:: WORK INSTRUCTION ::
What lines in the data below mention the string "EmptyLine"? Copy them out.

:: GIVEN DATA ::

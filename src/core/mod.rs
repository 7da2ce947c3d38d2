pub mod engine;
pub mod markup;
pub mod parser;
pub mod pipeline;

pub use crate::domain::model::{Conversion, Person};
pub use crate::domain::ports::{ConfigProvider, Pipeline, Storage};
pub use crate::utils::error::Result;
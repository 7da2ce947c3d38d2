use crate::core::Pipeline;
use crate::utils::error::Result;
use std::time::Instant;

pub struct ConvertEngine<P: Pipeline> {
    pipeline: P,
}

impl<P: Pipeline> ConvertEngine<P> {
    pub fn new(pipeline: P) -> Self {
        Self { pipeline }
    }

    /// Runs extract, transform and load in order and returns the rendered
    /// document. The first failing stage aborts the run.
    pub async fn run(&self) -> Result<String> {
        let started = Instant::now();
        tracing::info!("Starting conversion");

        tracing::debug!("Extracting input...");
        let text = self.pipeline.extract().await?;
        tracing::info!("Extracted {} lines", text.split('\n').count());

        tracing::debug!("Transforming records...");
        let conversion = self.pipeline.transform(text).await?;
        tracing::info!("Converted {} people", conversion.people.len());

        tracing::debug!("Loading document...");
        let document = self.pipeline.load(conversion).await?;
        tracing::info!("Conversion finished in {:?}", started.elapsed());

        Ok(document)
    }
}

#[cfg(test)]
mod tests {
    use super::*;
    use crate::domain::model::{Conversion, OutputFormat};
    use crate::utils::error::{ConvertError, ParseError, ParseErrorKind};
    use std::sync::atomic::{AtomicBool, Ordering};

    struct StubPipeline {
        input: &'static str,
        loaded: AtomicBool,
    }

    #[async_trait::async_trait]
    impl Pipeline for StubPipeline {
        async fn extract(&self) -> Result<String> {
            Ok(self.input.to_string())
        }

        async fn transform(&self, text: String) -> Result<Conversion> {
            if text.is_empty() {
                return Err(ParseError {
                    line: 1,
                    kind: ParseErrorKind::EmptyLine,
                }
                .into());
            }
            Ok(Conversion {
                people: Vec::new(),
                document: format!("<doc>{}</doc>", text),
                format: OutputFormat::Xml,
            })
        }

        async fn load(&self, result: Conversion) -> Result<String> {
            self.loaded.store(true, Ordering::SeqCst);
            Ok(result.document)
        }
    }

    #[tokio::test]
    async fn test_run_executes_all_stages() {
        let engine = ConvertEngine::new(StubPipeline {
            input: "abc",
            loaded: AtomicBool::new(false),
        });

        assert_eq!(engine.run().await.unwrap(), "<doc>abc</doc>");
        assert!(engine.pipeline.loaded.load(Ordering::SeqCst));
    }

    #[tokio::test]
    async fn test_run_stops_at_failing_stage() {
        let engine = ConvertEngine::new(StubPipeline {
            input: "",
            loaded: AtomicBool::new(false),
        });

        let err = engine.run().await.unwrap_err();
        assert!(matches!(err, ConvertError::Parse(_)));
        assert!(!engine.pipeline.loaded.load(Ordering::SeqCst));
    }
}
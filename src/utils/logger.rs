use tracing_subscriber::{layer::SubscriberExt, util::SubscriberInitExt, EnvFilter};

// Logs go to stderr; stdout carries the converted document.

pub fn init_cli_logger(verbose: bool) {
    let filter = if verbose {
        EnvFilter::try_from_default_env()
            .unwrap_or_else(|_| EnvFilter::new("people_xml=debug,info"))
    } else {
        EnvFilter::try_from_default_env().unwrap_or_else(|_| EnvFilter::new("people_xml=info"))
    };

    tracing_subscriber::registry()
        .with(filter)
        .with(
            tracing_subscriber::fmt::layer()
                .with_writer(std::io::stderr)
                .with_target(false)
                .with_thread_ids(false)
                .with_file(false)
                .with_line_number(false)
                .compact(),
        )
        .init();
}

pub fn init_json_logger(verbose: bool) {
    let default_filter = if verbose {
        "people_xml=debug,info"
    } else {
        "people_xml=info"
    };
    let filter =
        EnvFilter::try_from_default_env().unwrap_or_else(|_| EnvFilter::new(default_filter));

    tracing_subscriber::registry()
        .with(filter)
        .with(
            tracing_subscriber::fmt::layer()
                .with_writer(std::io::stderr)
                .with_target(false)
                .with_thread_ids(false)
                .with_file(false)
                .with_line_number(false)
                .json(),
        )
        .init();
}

...

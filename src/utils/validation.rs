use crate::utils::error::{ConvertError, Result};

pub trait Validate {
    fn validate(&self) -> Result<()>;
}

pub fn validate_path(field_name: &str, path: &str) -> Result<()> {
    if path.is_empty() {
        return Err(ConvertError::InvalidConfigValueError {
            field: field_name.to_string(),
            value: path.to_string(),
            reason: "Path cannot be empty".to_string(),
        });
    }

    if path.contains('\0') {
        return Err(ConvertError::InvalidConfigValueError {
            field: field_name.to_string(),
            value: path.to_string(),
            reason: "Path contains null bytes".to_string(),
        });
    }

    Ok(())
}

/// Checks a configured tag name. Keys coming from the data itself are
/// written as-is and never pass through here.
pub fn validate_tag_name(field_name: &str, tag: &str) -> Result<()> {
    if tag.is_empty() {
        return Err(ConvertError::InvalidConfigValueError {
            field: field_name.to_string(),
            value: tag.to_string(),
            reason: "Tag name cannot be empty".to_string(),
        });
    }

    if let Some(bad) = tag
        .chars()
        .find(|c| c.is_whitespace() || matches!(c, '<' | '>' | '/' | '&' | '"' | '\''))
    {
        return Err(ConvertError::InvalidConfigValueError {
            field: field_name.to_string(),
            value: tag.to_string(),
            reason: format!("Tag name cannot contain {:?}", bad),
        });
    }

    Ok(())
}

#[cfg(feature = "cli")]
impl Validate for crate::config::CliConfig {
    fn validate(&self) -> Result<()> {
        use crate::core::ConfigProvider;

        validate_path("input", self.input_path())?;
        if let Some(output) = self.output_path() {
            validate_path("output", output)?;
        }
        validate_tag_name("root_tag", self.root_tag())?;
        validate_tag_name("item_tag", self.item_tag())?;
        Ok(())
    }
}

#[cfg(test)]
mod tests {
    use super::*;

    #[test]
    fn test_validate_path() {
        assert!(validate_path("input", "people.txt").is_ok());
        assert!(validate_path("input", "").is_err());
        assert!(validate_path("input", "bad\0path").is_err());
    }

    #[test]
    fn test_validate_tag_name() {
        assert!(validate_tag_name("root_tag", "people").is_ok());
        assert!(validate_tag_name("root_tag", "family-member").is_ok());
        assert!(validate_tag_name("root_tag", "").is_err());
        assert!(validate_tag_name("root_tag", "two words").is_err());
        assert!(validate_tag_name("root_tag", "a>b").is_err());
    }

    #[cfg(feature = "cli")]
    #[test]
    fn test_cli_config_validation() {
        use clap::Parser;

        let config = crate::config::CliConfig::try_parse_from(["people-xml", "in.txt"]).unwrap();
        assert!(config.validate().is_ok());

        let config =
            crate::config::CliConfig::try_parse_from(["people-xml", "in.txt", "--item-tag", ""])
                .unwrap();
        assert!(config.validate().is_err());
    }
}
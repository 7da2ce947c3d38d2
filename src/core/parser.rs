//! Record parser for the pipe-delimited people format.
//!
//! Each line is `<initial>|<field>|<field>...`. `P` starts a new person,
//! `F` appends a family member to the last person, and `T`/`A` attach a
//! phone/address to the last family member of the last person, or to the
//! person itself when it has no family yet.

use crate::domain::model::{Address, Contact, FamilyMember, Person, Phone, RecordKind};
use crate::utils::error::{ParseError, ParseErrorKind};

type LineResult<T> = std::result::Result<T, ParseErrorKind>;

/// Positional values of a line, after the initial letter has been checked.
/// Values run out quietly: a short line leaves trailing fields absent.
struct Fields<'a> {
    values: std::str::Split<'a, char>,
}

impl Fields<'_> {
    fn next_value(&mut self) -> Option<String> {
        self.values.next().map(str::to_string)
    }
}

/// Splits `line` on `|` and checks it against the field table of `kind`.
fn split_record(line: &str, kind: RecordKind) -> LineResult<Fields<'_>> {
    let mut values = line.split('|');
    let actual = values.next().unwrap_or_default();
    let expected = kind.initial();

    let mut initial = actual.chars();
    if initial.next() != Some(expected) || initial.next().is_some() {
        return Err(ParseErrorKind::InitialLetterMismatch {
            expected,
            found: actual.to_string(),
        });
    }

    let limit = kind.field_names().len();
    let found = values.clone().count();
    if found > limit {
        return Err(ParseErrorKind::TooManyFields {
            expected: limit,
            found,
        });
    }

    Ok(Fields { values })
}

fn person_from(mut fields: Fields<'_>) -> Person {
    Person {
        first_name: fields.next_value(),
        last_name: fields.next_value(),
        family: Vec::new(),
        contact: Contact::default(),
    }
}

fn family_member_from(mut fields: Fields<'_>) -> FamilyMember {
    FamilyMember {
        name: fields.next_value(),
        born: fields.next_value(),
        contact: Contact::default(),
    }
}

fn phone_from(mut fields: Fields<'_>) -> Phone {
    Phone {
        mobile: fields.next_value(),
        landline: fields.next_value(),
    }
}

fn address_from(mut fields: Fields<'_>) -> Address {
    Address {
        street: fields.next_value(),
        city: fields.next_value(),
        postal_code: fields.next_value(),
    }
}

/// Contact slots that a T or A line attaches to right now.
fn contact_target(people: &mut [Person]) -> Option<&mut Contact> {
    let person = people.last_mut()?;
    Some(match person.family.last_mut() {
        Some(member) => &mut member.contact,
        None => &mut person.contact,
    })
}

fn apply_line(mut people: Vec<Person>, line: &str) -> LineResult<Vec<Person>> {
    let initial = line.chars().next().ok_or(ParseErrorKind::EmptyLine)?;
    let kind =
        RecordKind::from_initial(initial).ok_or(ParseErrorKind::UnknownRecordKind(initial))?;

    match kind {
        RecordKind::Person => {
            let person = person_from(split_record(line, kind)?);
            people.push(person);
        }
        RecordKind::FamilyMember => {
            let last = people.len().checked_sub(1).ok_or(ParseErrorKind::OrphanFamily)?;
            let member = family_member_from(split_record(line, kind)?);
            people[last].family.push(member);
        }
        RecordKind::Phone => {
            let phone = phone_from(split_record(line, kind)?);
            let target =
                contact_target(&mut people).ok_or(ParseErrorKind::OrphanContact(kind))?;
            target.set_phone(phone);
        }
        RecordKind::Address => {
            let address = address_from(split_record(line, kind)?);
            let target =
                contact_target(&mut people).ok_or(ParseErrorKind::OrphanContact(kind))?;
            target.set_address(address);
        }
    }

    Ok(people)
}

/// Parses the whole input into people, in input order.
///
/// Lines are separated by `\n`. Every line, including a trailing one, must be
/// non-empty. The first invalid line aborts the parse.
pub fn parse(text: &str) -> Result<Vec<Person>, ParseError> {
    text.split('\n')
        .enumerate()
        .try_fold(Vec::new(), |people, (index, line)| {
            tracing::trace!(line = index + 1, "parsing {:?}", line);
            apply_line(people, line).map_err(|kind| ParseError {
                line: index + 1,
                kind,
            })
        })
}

--

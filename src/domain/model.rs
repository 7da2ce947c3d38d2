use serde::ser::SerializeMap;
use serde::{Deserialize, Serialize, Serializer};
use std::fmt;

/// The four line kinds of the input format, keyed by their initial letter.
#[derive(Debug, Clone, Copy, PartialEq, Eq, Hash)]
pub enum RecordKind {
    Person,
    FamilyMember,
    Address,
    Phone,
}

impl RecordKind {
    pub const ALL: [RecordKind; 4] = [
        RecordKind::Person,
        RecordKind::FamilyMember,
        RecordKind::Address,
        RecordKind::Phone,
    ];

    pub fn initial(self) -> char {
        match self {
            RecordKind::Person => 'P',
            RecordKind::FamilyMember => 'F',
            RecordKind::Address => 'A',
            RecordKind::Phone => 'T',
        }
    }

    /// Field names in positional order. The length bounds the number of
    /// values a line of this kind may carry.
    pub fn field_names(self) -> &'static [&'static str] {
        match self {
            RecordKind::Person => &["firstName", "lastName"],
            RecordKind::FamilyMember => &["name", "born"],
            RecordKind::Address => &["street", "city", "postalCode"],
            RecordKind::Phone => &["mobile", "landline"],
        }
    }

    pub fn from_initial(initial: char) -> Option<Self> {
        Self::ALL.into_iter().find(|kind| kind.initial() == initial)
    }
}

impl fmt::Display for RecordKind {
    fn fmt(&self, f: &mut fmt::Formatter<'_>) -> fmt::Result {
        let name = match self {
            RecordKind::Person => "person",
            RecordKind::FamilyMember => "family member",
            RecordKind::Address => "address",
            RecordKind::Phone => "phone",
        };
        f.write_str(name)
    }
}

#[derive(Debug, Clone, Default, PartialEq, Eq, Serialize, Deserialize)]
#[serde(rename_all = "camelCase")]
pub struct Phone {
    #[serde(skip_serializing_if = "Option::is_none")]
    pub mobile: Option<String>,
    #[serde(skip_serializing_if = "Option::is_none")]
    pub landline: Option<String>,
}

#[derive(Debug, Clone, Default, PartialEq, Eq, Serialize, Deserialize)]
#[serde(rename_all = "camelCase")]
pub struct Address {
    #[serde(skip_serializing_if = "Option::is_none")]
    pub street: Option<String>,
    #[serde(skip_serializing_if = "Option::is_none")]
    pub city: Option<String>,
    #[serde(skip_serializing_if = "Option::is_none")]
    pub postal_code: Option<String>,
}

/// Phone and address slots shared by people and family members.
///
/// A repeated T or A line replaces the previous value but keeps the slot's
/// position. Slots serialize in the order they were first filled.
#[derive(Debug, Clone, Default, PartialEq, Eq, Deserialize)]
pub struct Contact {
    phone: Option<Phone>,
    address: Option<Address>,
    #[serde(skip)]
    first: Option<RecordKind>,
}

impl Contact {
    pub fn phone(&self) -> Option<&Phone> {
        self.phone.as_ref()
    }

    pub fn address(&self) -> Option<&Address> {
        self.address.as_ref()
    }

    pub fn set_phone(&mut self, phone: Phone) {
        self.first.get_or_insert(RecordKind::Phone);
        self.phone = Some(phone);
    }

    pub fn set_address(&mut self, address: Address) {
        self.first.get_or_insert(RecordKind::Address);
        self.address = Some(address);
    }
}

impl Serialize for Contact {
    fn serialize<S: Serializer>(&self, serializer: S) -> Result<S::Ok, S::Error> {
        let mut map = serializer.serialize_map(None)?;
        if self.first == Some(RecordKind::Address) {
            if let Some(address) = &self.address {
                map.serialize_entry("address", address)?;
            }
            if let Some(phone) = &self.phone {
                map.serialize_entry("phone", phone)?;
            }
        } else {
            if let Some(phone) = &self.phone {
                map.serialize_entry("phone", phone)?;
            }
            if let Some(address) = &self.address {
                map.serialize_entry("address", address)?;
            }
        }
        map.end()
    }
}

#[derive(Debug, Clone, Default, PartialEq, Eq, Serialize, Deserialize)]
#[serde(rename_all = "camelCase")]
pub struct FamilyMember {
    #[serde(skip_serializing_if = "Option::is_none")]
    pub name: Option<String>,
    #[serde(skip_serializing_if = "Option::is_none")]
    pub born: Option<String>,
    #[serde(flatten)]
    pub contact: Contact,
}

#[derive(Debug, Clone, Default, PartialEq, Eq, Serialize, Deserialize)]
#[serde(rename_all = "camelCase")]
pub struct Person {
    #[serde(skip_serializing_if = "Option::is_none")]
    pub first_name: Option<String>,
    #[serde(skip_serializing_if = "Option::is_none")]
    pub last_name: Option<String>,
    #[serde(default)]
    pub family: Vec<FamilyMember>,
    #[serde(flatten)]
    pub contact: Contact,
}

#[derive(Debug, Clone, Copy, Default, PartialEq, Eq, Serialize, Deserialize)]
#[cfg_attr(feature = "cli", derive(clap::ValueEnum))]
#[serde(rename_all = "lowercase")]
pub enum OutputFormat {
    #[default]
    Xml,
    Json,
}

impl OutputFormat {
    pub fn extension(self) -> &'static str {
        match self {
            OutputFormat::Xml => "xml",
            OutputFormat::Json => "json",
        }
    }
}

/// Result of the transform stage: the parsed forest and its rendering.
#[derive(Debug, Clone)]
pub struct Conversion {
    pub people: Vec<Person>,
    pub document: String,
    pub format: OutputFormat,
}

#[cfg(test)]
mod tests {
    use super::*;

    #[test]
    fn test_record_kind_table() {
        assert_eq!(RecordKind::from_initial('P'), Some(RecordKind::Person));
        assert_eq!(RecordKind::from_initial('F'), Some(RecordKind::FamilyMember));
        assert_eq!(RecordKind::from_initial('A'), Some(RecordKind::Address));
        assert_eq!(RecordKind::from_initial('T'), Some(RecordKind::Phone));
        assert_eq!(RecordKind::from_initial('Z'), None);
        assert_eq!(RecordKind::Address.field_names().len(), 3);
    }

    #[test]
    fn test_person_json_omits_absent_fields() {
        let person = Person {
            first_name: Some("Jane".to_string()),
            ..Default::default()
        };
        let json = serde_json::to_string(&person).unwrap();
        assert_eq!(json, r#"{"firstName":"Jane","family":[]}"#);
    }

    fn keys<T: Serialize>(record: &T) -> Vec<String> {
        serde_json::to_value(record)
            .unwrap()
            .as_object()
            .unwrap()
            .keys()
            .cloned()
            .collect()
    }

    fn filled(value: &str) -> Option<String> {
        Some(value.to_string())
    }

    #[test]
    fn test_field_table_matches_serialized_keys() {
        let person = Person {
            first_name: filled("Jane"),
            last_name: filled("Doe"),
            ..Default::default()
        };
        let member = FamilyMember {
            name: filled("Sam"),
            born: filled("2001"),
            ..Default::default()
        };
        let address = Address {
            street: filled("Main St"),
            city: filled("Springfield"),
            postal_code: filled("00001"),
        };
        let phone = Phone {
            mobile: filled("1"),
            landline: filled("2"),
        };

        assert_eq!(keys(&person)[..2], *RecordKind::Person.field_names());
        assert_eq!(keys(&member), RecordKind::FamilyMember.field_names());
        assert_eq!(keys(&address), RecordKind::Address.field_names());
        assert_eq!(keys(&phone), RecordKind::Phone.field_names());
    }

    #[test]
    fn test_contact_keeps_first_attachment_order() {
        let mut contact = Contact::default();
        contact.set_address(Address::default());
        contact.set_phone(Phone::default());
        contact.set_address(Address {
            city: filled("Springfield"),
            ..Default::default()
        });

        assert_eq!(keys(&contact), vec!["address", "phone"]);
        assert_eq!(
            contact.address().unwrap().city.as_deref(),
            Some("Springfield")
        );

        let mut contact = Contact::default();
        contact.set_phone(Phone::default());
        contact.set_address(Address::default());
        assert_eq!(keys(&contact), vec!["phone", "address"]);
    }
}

:: EXPECTED ANSWER ::
                    kind: ParseErrorKind::EmptyLine,
    let initial = line.chars().next().ok_or(ParseErrorKind::EmptyLine)?;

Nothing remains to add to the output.